Pudimos notar en la práctica clínica lo que Jacques-Alain Miller (2006, p. 12) anunció a propósito del tema de las 36° Jornadas de Estudio de la Escuela de La Causa Freudiana:
Cuando trabaja en su máxima potencia, el psicoanálisis hace, para un sujeto, vacilar todos los semblantes, [incluyendo aquellos del dolor, debemos agregar]. […] Esto libera una señal de apertura, incluso de inventiva o de creatividad, que va a contramano del festín de Baltasar. Lo que de allí emerge, en la mejor de las hipótesis, es una señal que dice “no todo está escrito".
Una objeción al amo contemporáneo.
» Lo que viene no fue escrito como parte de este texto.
use alloy::{
    hex,
    primitives::{Address, Bytes, U256},
    sol,
    sol_types::SolCall,
};

use super::transaction::{ComposedTransaction, TransactionGroup};
use crate::error::{ComposeError, Result};

sol! {
    function propose(
        address[] targets,
        uint256[] values,
        bytes[] calldatas,
        string description
    ) external returns (bytes32);
}

/// Ordered list of transaction groups drafted for one proposal.
///
/// Groups are only ever appended here; removal and reordering belong to
/// whoever edits the draft.
#[derive(Debug, Clone, Default)]
pub struct ProposalQueue {
    groups: Vec<TransactionGroup>,
}

impl ProposalQueue {
    pub fn new() -> Self {
        Self::default()
    }

    pub fn push(&mut self, group: TransactionGroup) {
        self.groups.push(group);
    }

    pub fn push_transaction(&mut self, transaction: ComposedTransaction, summary: Option<String>) {
        self.push(TransactionGroup::single(transaction, summary));
    }

    pub fn groups(&self) -> &[TransactionGroup] {
        &self.groups
    }

    pub fn is_empty(&self) -> bool {
        self.groups.iter().all(|g| g.transactions.is_empty())
    }

    /// Flattens every queued transaction into the parallel arrays a governor
    /// expects, keeping queue order.
    pub fn prepare(&self) -> ProposalTransactions {
        let mut prepared = ProposalTransactions::default();
        for transaction in self.groups.iter().flat_map(|g| &g.transactions) {
            prepared.targets.push(transaction.target);
            prepared.calldata.push(transaction.calldata.clone());
            prepared.values.push(transaction.value);
        }
        prepared
    }
}

#[derive(Debug, Clone, Default, PartialEq, Eq)]
pub struct ProposalTransactions {
    pub targets: Vec<Address>,
    pub calldata: Vec<String>,
    pub values: Vec<U256>,
}

impl ProposalTransactions {
    /// ABI-encodes the governor `propose` call carrying these transactions.
    pub fn encode_propose(&self, description: &str) -> Result<Bytes> {
        let calldatas = self
            .calldata
            .iter()
            .map(|calldata| {
                hex::decode(calldata)
                    .map(Bytes::from)
                    .map_err(|e| ComposeError::InvalidCalldata {
                        calldata: calldata.clone(),
                        reason: e.to_string(),
                    })
            })
            .collect::<Result<Vec<_>>>()?;

        let call = proposeCall {
            targets: self.targets.clone(),
            values: self.values.clone(),
            calldatas,
            description: description.to_string(),
        };

        Ok(call.abi_encode().into())
    }
}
No todo está escrito. Aun cuando está escrito en el código genético, existe un gap, una distancia entre lo escrito, el genotipo al que hicimos referencia, y su expresión en el fenotipo.
A lo largo de un año hicimos el seguimiento de diecinueve pacientes, elegidos entre los que solicitaron ser atendidos por un psicoanalista en el Centro de Estudios del Genoma Humano. Sus enfermedades eran muy variadas: distrofia muscular de Duchenne, distrofia mitónica de Steinert, distrofia muscular facioescapulohumeral, ataxia espinocerebelar.
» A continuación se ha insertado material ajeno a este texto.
//! Classification of ABI type strings, and the parameter shapes derived from
//! them once per function so nothing downstream re-reads type strings.

use crate::{
    elements::abi::AbiParameter,
    error::{ComposeError, Result},
};

const TUPLE: &str = "tuple";

/// Structural facts about one ABI type string.
#[derive(Debug, Clone, PartialEq, Eq)]
pub struct TypeClassification {
    pub base_type: String,
    pub is_array: bool,
    /// Present only for fixed-length arrays.
    pub array_length: Option<usize>,
}

/// Strips one `[]` or `[N]` suffix from `ty`.
///
/// Only one level of array is supported: a base type that is itself an array
/// is rejected rather than encoded wrongly.
pub fn classify(ty: &str) -> Result<TypeClassification> {
    let unsupported = || ComposeError::UnsupportedType { ty: ty.to_string() };

    let (base_type, is_array, array_length) = match ty.strip_suffix(']') {
        None => (ty, false, None),
        Some(head) => {
            let open = head.rfind('[').ok_or_else(unsupported)?;
            let digits = &head[open + 1..];
            let length = if digits.is_empty() {
                None
            } else if digits.bytes().all(|b| b.is_ascii_digit()) {
                Some(digits.parse::<usize>().map_err(|_| unsupported())?)
            } else {
                return Err(unsupported());
            };
            (&head[..open], true, length)
        }
    };

    if base_type.is_empty() || base_type.contains(['[', ']']) {
        return Err(unsupported());
    }

    Ok(TypeClassification {
        base_type: base_type.to_string(),
        is_array,
        array_length,
    })
}

#[derive(Debug, Clone, PartialEq, Eq)]
pub enum ParamShape {
    /// Any non-array, non-tuple type, e.g. `uint256` or `bytes`.
    Scalar { ty: String },
    /// `of` is never itself an array.
    Array {
        of: Box<ParamShape>,
        length: Option<usize>,
    },
    Tuple { fields: Vec<ShapedParam> },
}

impl ParamShape {
    pub fn is_tuple_array(&self) -> bool {
        matches!(self, ParamShape::Array { of, .. } if matches!(**of, ParamShape::Tuple { .. }))
    }
}

#[derive(Debug, Clone, PartialEq, Eq)]
pub struct ShapedParam {
    pub name: String,
    /// Declared type string, kept for display.
    pub ty: String,
    pub shape: ParamShape,
}

fn malformed(param: &AbiParameter, reason: &str) -> ComposeError {
    ComposeError::MalformedParameter {
        name: param.name.clone(),
        reason: reason.to_string(),
    }
}

pub fn shape_param(param: &AbiParameter) -> Result<ShapedParam> {
    let classification = classify(&param.ty)?;

    let element = if classification.base_type == TUPLE {
        if param.components.is_empty() {
            return Err(malformed(param, "tuple type without components"));
        }
        ParamShape::Tuple {
            fields: shape_params(&param.components)?,
        }
    } else {
        if !param.components.is_empty() {
            return Err(malformed(param, "components on a non-tuple type"));
        }
        ParamShape::Scalar {
            ty: classification.base_type,
        }
    };

    let shape = if classification.is_array {
        ParamShape::Array {
            of: Box::new(element),
            length: classification.array_length,
        }
    } else {
        element
    };

    Ok(ShapedParam {
        name: param.name.clone(),
        ty: param.ty.clone(),
        shape,
    })
}

pub fn shape_params(params: &[AbiParameter]) -> Result<Vec<ShapedParam>> {
    params.iter().map(shape_param).collect()
}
La primera y la segunda entrevista estuvieron a cargo de Jorge Forbes con la presencia de Mayana Zatz. Estas entrevistas fueron transmitidas en directo a un equipo de psicoanalistas del IPLA de Sao Paulo y estaban orientadas a delimitar el campo de incidencia de la separación entre el S1 y el S2. Citemos al respecto el referido texto de Jacques-Alain Miller:
Esto define la condición de la propia posibilidad de ejercicio psicoanalítico. Para que haya psicoanálisis es necesario que sea lícito, permitido –y es eso lo que se enfrenta a los poderes de los demás discursos establecidos–, alcanzar al significante amo, hacerlo caer, revelar su pretensión absoluta, como un semblante, y reemplazarlo por lo que resulta del embrague del sujeto del inconsciente sobre el cuerpo, esto es, lo que llamamos con Lacan el objeto a.
A partir de esas entrevista preliminares, discutidas con todo el equipo, uno de los miembros asumió la dirección del tratamiento analítico con una frecuencia semanal. Mayana Zatz y Jorge Forbes volvieron a ver a los pacientes cada tres meses.
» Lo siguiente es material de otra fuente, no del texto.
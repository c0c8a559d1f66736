use serde::Deserialize;

use super::{
    abi::{AbiFunction, ContractAbi},
    arg_path::FlatArgument,
};

/// The function a draft calls: either the full ABI item picked in the form,
/// or its name or signature, looked up in whichever ABI the draft resolves to.
#[derive(Debug, Clone, PartialEq, Eq, Deserialize)]
#[serde(untagged)]
pub enum FunctionRef {
    Name(String),
    Item(AbiFunction),
}

impl FunctionRef {
    pub fn name(&self) -> &str {
        match self {
            FunctionRef::Name(name) => name,
            FunctionRef::Item(function) => &function.name,
        }
    }

    /// The ABI item this reference denotes, if `abi` declares it.
    pub fn lookup<'a>(&'a self, abi: &'a ContractAbi) -> Option<&'a AbiFunction> {
        match self {
            FunctionRef::Item(function) => Some(function),
            FunctionRef::Name(name) => abi.function(name),
        }
    }
}

/// Everything the "add transaction" form collected for one call.
#[derive(Debug, Clone, Default, PartialEq, Eq, Deserialize)]
pub struct TransactionDraft {
    /// Target address or a name to resolve.
    #[serde(default)]
    pub address: String,
    /// Ether to send, as typed (e.g. `0.5`).
    #[serde(default)]
    pub value: Option<String>,
    /// Name of a known contract whose ABI to use.
    #[serde(default)]
    pub contract: Option<String>,
    /// ABI JSON pasted by the user, used when no known contract is selected.
    #[serde(default)]
    pub custom_abi: Option<String>,
    #[serde(default)]
    pub function: Option<FunctionRef>,
    #[serde(default)]
    pub arguments: Vec<FlatArgument>,
    /// Hex pasted directly; overrides everything ABI related.
    #[serde(default)]
    pub raw_calldata: Option<String>,
    #[serde(default)]
    pub summary: Option<String>,
}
La adhesión al tratamiento fue total. No hubo una sola ausencia a las consultas durante todo el año, y vale recordar que esas personas tienen dificultades de locomoción. Sus cambios de posición en relación al goce fueron evidentes, así como el cambio de posición de las familias en relación al sentimiento de piedad.
Esta práctica clínica nos enseña muchas cosas, entre ellas:
- Que existe la posibilidad de una práctica del psicoanálisis en instituciones, lo cual supone partir de la cuestión de cómo crear una institución a partir del psicoanálisis o, en algunos casos, cómo reorientar la institución existente con el psicoanálisis.
- que existe la posibilidad de transmitir, por la clínica, el savoir faire inspirado en la segunda clínica de Jacques Lacan, aquella que llamamos Clínica de lo Real.
- que existe apertura a una colaboración con los cientistas que no se limita a decir que “Freud también era un neurólogo”. Esto confirma la necesidad de respetar las diferencias entre los discursos para ponerlos en genuina colaboración.
Concluimos entonces: la clínica de los objetos en la experiencia psicoanalítica posibilita al ser humano del siglo XXI liberarse de los nuevos maktub, y, correlativamente, responsabilizarse por el hueso de su existencia de una forma renovada y creadora.